■ **Given records**
//! # Shared Wire Constants (Agent ↔ Engine)
//!
//! Defines the tag bytes and layout constants of the CPU event frame format
//! shared between the in-process agent that records events and the
//! `callscope` engine that decodes them.
//!
//! ## Frame Layout
//!
//! A frame is a flat sequence of records. Each record starts with one tag
//! byte; the tag alone determines the shape of the rest of the record:
//!
//! ```text
//! ┌─────┬───────────┬──────────────┬──────────────┐
//! │ tag │ method id │ timestamp 0  │ timestamp 1  │   stamped method events
//! │ u8  │ u16 BE    │ 7 bytes BE   │ 7 bytes BE   │   (ts1 only when two
//! └─────┴───────────┴──────────────┴──────────────┘    timestamps are collected)
//!
//! ┌───────────────────────┐
//! │ 1x mmmmmm mmmmmmmm    │   compact unstamped entry (10) / exit (11)
//! └───────────────────────┘
//! ```
//!
//! Strings are a `u16` big-endian byte length followed by UTF-8 bytes.
//!
//! ## Key Groups
//!
//! - Method events: root, marker and normal entry/exit (stamped or not)
//! - Blocking transitions: wait, sleep, park, monitor
//! - Session control: thread suspend/resume, reset, time adjustment
//! - Thread and context metadata: new thread, following-events thread,
//!   servlet request, marker parameters, profiling point hits

#![cfg_attr(not(test), no_std)]

// ============================================================================
// Method Event Tags
// ============================================================================

/// **Root Method Entry**: first instrumented method of a call tree
///
/// Layout: method id, ts0, [ts1]
pub const ROOT_ENTRY: u8 = 1;

/// **Root Method Exit**: paired with `ROOT_ENTRY`
pub const ROOT_EXIT: u8 = 2;

/// **Marker Method Entry**: method that opens a category node
///
/// Layout: method id, ts0, [ts1]
pub const MARKER_ENTRY: u8 = 3;

/// **Marker Method Exit**: paired with `MARKER_ENTRY`
pub const MARKER_EXIT: u8 = 4;

/// **Time Adjustment**: shift the current thread's clocks
///
/// Layout: diff0, [diff1]
pub const ADJUST_TIME: u8 = 5;

/// **Method Entry**: ordinary instrumented method
///
/// Layout: method id, ts0, [ts1]
pub const METHOD_ENTRY: u8 = 6;

/// **Method Exit**: paired with `METHOD_ENTRY`
pub const METHOD_EXIT: u8 = 7;

// ============================================================================
// Session Control Tags
// ============================================================================

/// **All Threads Suspended**: the target stopped every thread
///
/// Layout: ts0, [ts1]
pub const THREADS_SUSPENDED: u8 = 8;

/// **All Threads Resumed**: paired with `THREADS_SUSPENDED`
pub const THREADS_RESUMED: u8 = 9;

/// **Reset Collectors**: discard every live tree
///
/// Layout: tag only
pub const RESET_COLLECTORS: u8 = 10;

/// **New Thread**: registers a thread and makes it current
///
/// Layout: thread id (u16), name (string), class name (string)
pub const NEW_THREAD: u8 = 11;

/// **Following Events Thread**: selects the thread for subsequent records
///
/// Layout: thread id (u16)
pub const SET_FOLLOWING_EVENTS_THREAD: u8 = 13;

// ============================================================================
// Unstamped Method Event Tags
// ============================================================================

/// **Unstamped Method Entry**: entry without timestamps
///
/// Layout: method id
pub const METHOD_ENTRY_UNSTAMPED: u8 = 16;

/// **Unstamped Method Exit**
pub const METHOD_EXIT_UNSTAMPED: u8 = 17;

/// **Unstamped Marker Entry**
pub const MARKER_ENTRY_UNSTAMPED: u8 = 18;

/// **Unstamped Marker Exit**
pub const MARKER_EXIT_UNSTAMPED: u8 = 19;

// ============================================================================
// Blocking Transition Tags
// ============================================================================

/// **Wait Entry**: current thread called a wait primitive
///
/// Layout: ts0 only (never carries ts1)
pub const WAIT_ENTRY: u8 = 20;

/// **Wait Exit**
pub const WAIT_EXIT: u8 = 21;

/// **Monitor Entry**: current thread blocked on a contended monitor
///
/// Layout: ts0, then monitor hash (u32) and owner thread id (u32) when
/// monitor info is enabled for the session
pub const MONITOR_ENTRY: u8 = 22;

/// **Monitor Exit**
///
/// Layout: ts0, then monitor hash (u32) when monitor info is enabled
pub const MONITOR_EXIT: u8 = 23;

/// **Sleep Entry**
///
/// Layout: ts0 only
pub const SLEEP_ENTRY: u8 = 24;

/// **Sleep Exit**
pub const SLEEP_EXIT: u8 = 25;

/// **Park Entry**: accounted as wait time
///
/// Layout: ts0 only
pub const PARK_ENTRY: u8 = 26;

/// **Park Exit**
pub const PARK_EXIT: u8 = 27;

// ============================================================================
// Context Tags
// ============================================================================

/// **Profiling Point Hit**
///
/// Layout: point id (u16), timestamp (7 bytes), thread id (u16)
pub const PROFILEPOINT_HIT: u8 = 29;

/// **Servlet Request**: opens a request boundary node
///
/// Layout: request type (u8), path (string), session id (i32)
pub const SERVLET_DO_METHOD: u8 = 30;

/// **Marker Parameters**: captured arguments of the next marker entry
///
/// Layout: count (u8), then `count` typed parameters
pub const MARKER_ENTRY_PARAMETERS: u8 = 35;

// ============================================================================
// Compact Format
// ============================================================================

/// Tag bit that marks a two-byte compact unstamped entry/exit record
pub const COMPACT_EVENT_FORMAT_BYTE_MASK: u8 = 0x80;

/// High bits of a compact unstamped exit record
pub const METHOD_EXIT_COMPACT_BYTE_MASK: u8 = 0xC0;

/// Method id bits of a compact record (after joining both bytes)
pub const COMPACT_EVENT_METHOD_ID_MASK: u16 = 0x3FFF;

/// Width of an encoded timestamp in bytes (56-bit big-endian)
pub const TIMESTAMP_BYTES: usize = 7;

// ============================================================================
// Parameter Type Codes
// ============================================================================

/// Boolean parameter (one byte, 0 or 1)
pub const PARAM_BOOLEAN: u8 = b'Z';
/// UTF-16 code unit parameter (u16)
pub const PARAM_CHAR: u8 = b'C';
/// Byte parameter
pub const PARAM_BYTE: u8 = b'B';
/// Short parameter (i16)
pub const PARAM_SHORT: u8 = b'S';
/// Int parameter (i32)
pub const PARAM_INT: u8 = b'I';
/// Long parameter (i64)
pub const PARAM_LONG: u8 = b'J';
/// Float parameter (IEEE-754 bits in a u32)
pub const PARAM_FLOAT: u8 = b'F';
/// Double parameter (IEEE-754 bits in a u64)
pub const PARAM_DOUBLE: u8 = b'D';
/// String parameter: byte length (u16) then UTF-16BE code units
pub const PARAM_REFERENCE: u8 = b'L';

/// Returns true if `tag` starts a compact two-byte record
#[must_use]
pub const fn is_compact(tag: u8) -> bool {
    tag & COMPACT_EVENT_FORMAT_BYTE_MASK != 0
}

/// Returns true if a compact record starting with `tag` is an exit
#[must_use]
pub const fn is_compact_exit(tag: u8) -> bool {
    tag & METHOD_EXIT_COMPACT_BYTE_MASK == METHOD_EXIT_COMPACT_BYTE_MASK
}

/// Returns true for stamped method records that may carry a second
/// (thread CPU) timestamp
#[must_use]
pub const fn carries_method_timestamps(tag: u8) -> bool {
    matches!(
        tag,
        ROOT_ENTRY | ROOT_EXIT | MARKER_ENTRY | MARKER_EXIT | METHOD_ENTRY | METHOD_EXIT
    )
}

■ **About this task**
Starting with the first line of the entries and ending with the line that has "pub const MARKER_ENTRY: u8 = 3;", copy each line exactly and add nothing.

■ **Reply**
//! # Shared Wire Constants (Agent ↔ Engine)
//!
//! Defines the tag bytes and layout constants of the CPU event frame format
//! shared between the in-process agent that records events and the
//! `callscope` engine that decodes them.
//!
//! ## Frame Layout
//!
//! A frame is a flat sequence of records. Each record starts with one tag
//! byte; the tag alone determines the shape of the rest of the record:
//!
//! ```text
//! ┌─────┬───────────┬──────────────┬──────────────┐
//! │ tag │ method id │ timestamp 0  │ timestamp 1  │   stamped method events
//! │ u8  │ u16 BE    │ 7 bytes BE   │ 7 bytes BE   │   (ts1 only when two
//! └─────┴───────────┴──────────────┴──────────────┘    timestamps are collected)
//!
//! ┌───────────────────────┐
//! │ 1x mmmmmm mmmmmmmm    │   compact unstamped entry (10) / exit (11)
//! └───────────────────────┘
//! ```
//!
//! Strings are a `u16` big-endian byte length followed by UTF-8 bytes.
//!
//! ## Key Groups
//!
//! - Method events: root, marker and normal entry/exit (stamped or not)
//! - Blocking transitions: wait, sleep, park, monitor
//! - Session control: thread suspend/resume, reset, time adjustment
//! - Thread and context metadata: new thread, following-events thread,
//!   servlet request, marker parameters, profiling point hits

#![cfg_attr(not(test), no_std)]

// ============================================================================
// Method Event Tags
// ============================================================================

/// **Root Method Entry**: first instrumented method of a call tree
///
/// Layout: method id, ts0, [ts1]
pub const ROOT_ENTRY: u8 = 1;

/// **Root Method Exit**: paired with `ROOT_ENTRY`
pub const ROOT_EXIT: u8 = 2;

/// **Marker Method Entry**: method that opens a category node
///
/// Layout: method id, ts0, [ts1]
pub const MARKER_ENTRY: u8 = 3;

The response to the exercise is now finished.